=== Section Start ===

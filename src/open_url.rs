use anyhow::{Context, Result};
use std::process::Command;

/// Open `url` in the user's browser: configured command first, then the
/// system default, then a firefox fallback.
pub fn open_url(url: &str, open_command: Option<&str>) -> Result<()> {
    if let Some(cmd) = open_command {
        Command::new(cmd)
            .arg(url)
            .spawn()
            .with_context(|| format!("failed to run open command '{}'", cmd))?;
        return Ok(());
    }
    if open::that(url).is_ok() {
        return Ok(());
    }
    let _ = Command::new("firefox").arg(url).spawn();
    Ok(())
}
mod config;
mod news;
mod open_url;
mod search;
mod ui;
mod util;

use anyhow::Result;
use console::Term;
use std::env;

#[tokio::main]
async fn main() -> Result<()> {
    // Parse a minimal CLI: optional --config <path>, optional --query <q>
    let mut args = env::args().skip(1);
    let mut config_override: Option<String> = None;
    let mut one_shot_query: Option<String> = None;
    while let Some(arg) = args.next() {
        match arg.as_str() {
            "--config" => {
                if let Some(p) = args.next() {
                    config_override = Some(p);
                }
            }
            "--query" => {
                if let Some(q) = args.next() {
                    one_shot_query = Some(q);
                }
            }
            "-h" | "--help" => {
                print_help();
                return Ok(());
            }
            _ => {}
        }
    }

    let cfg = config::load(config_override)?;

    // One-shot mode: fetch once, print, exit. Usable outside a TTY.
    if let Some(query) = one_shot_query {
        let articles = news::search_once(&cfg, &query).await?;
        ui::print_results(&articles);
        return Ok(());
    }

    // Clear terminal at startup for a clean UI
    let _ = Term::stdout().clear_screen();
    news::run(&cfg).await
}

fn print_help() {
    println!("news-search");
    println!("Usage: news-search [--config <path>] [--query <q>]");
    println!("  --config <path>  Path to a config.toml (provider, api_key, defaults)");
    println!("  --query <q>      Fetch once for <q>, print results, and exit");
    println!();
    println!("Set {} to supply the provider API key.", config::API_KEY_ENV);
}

=== Section End ===
=== Section Start ===

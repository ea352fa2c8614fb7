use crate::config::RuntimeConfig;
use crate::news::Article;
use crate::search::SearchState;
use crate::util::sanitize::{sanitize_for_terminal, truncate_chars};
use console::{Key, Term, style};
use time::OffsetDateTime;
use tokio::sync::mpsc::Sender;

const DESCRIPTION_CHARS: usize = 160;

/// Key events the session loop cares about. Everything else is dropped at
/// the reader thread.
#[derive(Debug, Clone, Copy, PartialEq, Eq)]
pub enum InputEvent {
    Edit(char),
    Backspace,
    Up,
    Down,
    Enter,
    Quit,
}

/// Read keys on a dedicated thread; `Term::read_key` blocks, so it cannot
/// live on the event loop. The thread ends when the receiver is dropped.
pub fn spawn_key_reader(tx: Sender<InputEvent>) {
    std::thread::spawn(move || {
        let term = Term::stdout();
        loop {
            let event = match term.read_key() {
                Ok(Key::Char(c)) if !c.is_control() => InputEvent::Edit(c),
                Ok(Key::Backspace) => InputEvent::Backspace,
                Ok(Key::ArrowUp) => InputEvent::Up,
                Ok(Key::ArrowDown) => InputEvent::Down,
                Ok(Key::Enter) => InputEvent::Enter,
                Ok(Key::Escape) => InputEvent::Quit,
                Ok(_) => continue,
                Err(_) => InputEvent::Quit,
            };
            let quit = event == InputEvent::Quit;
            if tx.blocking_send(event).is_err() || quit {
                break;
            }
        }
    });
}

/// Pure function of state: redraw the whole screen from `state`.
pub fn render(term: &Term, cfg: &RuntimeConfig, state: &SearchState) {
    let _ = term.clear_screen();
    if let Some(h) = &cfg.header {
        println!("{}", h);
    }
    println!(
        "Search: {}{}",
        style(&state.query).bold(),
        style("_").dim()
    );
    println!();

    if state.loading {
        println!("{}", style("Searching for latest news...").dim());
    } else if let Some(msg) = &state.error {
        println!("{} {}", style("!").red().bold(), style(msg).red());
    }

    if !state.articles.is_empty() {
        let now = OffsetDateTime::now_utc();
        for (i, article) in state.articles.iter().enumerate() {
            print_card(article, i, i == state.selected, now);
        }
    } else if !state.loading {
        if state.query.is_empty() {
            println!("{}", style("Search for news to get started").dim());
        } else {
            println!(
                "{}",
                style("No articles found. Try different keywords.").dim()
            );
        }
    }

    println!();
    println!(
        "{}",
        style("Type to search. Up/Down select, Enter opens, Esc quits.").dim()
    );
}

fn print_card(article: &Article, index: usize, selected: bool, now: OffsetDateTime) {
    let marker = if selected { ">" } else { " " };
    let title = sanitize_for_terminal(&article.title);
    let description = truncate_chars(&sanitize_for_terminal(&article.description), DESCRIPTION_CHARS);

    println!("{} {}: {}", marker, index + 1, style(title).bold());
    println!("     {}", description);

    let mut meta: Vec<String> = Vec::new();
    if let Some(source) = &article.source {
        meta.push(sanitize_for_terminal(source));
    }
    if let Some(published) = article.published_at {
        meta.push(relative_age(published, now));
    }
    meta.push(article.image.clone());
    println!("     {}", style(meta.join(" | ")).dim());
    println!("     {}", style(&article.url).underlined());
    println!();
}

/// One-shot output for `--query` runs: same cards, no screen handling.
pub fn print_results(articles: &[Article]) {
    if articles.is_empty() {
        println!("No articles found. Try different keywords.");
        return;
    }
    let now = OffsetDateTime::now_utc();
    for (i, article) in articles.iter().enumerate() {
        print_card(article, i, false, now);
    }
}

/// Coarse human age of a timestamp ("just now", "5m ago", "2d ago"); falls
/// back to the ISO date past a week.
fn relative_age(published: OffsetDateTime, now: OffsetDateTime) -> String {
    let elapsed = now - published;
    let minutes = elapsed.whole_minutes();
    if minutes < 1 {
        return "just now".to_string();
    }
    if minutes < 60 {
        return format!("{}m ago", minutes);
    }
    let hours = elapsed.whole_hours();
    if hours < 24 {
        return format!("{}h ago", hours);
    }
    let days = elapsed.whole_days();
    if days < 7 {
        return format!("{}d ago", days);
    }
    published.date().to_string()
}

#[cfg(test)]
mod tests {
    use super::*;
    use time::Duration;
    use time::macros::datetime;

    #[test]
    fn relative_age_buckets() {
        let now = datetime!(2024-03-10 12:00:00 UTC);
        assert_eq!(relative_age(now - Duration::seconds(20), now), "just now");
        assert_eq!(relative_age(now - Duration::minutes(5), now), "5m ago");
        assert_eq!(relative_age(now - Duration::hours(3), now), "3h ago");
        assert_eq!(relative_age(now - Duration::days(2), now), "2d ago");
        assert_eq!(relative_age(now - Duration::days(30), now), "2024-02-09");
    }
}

=== Section End ===

§ Assignment
Check each line above for the string "iter" and copy the ones that have it.

§ Written solution
        for (i, article) in state.articles.iter().enumerate() {
    for (i, article) in articles.iter().enumerate() {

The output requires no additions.